Work required — Find the string "ascending" in the records and copy each line where it occurs.

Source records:
============================================================
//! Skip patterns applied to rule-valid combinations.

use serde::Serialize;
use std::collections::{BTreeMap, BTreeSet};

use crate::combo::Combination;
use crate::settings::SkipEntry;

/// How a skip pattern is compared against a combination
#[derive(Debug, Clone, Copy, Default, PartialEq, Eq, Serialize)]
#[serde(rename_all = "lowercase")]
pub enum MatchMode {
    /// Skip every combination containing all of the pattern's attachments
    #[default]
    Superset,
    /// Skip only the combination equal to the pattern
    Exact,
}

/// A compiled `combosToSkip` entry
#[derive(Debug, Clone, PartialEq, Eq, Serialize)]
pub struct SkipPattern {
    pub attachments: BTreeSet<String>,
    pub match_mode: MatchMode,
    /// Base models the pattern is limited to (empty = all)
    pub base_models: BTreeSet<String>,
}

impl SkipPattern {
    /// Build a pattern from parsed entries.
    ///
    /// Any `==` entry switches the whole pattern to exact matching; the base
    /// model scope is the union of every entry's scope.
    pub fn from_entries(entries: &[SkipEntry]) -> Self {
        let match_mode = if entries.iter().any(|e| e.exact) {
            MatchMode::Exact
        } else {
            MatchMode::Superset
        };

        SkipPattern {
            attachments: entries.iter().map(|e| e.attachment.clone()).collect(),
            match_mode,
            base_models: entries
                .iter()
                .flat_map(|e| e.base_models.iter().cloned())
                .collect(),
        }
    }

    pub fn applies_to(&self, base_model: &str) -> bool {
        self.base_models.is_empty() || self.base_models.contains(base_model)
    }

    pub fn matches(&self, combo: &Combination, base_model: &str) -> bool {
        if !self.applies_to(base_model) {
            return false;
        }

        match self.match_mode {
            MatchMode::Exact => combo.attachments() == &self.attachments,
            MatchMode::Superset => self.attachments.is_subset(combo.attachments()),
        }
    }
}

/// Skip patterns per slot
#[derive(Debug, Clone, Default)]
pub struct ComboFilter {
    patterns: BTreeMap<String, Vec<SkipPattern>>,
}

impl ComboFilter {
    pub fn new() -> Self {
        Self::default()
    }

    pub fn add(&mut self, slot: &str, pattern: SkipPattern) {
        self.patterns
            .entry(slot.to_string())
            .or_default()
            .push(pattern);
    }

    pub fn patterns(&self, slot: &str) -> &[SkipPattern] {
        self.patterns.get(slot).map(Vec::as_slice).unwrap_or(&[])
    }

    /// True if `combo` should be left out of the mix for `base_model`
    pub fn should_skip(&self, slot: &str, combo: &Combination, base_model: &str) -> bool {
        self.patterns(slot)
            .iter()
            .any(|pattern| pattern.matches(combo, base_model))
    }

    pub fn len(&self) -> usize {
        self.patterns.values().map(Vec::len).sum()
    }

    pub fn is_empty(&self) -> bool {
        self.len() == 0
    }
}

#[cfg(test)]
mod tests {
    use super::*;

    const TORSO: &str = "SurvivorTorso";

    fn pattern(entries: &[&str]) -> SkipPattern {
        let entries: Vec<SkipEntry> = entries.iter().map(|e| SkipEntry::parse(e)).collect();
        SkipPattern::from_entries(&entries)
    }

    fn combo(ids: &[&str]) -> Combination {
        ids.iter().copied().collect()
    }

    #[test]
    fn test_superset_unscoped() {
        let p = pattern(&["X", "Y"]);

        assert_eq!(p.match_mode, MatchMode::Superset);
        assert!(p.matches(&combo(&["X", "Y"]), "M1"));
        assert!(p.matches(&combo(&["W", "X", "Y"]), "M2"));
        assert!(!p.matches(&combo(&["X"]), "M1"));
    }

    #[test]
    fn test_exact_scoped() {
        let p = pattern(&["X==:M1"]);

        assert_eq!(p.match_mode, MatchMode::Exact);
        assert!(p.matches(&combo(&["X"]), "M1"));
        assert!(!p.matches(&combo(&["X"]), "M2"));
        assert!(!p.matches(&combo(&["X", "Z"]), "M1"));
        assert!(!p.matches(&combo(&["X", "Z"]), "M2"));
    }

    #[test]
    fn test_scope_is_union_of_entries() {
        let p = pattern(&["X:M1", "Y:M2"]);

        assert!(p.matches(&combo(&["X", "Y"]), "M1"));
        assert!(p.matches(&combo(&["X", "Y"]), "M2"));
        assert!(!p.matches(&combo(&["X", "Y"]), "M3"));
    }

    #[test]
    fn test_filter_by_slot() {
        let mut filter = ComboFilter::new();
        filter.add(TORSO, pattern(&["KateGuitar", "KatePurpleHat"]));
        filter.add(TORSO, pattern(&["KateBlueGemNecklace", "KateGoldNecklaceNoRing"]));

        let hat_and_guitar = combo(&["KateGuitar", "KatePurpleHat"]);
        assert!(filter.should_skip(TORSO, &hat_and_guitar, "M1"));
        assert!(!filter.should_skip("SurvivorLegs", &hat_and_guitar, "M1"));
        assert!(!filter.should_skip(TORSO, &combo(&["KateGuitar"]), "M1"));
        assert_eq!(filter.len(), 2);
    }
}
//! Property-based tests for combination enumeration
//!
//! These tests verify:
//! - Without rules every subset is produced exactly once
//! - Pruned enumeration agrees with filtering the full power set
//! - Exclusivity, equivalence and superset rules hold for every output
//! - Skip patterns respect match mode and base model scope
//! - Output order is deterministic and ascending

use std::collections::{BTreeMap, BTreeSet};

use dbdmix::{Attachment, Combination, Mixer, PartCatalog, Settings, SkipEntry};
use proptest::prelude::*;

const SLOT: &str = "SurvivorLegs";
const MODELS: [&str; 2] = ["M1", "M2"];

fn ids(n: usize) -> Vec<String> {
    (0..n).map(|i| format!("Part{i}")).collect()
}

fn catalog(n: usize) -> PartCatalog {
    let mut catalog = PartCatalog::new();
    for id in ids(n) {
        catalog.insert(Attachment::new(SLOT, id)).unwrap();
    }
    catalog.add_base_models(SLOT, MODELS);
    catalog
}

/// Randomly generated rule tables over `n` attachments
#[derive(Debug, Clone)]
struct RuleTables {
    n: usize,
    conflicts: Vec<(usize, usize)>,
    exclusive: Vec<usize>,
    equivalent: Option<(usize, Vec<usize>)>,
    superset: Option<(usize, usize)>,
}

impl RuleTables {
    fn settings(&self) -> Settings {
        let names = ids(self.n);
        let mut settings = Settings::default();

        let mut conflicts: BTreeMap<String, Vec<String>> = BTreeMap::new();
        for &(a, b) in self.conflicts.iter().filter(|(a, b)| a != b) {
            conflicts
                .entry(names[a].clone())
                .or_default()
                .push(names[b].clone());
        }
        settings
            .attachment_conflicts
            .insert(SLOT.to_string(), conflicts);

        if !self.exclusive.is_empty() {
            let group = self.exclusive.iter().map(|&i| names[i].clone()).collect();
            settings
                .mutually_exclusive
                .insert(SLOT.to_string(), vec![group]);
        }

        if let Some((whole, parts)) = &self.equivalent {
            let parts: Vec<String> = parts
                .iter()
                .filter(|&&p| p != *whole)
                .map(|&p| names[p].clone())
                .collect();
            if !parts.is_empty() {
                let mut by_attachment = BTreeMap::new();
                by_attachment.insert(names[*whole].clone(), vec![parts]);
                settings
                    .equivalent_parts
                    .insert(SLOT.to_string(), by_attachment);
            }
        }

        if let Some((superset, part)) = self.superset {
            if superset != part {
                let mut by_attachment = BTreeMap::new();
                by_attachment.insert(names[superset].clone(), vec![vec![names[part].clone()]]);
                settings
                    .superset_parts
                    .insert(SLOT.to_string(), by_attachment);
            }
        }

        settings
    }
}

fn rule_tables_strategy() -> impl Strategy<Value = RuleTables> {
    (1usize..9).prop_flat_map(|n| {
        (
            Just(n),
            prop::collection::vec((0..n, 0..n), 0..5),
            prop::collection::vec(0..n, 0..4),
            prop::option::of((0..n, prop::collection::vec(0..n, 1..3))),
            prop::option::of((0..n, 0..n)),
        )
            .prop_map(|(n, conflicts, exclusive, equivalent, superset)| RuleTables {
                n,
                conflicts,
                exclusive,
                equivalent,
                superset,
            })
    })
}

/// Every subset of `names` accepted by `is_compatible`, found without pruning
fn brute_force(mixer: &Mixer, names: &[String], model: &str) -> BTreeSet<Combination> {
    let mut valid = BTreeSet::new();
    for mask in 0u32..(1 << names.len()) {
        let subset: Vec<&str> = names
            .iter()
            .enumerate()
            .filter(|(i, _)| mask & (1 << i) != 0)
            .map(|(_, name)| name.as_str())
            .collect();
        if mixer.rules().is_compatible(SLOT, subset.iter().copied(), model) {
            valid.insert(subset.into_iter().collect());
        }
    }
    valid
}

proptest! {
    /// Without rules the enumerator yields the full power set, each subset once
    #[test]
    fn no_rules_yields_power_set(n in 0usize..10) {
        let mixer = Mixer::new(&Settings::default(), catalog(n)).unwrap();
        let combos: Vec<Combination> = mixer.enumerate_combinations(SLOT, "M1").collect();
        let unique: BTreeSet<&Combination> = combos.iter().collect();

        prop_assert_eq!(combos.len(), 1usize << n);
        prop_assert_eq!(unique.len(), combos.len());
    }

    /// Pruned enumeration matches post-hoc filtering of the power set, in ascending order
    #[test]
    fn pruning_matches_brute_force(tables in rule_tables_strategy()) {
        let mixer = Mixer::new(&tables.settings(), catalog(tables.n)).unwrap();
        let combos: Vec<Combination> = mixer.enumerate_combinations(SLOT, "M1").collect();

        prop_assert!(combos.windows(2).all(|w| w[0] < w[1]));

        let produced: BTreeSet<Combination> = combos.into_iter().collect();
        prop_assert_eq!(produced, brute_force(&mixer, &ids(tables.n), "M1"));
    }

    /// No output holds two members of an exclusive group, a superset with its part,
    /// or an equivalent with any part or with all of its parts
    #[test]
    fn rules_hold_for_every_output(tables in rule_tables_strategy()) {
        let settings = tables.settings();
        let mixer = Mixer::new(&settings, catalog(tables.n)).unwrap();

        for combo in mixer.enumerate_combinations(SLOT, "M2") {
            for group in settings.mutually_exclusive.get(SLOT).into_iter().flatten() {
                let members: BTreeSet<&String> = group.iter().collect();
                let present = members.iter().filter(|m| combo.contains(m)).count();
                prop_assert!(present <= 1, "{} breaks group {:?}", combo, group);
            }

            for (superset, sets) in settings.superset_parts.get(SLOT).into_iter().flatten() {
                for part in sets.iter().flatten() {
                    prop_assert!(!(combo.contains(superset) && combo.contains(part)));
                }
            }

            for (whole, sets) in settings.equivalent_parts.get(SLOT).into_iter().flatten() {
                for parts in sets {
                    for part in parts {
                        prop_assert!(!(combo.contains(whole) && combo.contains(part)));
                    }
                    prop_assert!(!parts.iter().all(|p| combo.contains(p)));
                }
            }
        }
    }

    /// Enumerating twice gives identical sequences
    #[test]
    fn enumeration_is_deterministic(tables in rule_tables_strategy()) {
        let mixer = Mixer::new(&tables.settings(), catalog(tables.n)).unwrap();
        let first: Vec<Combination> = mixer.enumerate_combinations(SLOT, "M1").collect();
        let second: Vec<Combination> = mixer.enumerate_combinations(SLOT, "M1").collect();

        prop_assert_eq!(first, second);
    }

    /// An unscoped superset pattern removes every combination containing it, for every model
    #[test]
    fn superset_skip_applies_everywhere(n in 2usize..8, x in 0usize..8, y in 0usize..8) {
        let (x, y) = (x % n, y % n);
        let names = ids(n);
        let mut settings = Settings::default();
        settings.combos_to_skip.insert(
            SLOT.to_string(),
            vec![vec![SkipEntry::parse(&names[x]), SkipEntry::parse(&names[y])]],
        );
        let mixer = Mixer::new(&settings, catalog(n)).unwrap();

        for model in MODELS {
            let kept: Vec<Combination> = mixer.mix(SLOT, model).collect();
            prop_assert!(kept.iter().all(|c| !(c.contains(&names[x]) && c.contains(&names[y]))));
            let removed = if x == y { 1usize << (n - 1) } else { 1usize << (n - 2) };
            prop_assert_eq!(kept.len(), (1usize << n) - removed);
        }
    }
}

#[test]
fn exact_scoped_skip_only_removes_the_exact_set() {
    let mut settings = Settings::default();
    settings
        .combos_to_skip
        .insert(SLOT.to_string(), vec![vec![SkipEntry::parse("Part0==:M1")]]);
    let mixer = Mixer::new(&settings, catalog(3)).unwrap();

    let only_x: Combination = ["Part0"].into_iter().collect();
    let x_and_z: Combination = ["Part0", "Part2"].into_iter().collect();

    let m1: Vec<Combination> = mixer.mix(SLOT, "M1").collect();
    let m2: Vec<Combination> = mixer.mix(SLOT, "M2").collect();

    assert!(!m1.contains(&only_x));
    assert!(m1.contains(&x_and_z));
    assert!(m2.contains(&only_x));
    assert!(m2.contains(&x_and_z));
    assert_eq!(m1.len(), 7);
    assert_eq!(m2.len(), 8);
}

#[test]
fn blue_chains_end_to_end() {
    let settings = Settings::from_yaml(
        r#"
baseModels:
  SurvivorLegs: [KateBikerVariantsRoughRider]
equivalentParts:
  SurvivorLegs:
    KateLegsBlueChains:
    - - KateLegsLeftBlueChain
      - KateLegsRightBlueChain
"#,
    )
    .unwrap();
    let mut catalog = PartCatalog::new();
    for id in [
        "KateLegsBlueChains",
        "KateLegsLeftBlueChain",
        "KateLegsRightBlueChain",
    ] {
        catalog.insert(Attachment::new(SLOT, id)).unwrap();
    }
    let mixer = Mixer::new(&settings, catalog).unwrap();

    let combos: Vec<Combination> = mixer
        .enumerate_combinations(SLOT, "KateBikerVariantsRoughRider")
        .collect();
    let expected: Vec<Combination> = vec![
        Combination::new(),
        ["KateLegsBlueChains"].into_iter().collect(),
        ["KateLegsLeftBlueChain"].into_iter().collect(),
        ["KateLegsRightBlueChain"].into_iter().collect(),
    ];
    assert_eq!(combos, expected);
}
============================================================
Result —
//! - Output order is deterministic and ascending
    /// Pruned enumeration matches post-hoc filtering of the power set, in ascending order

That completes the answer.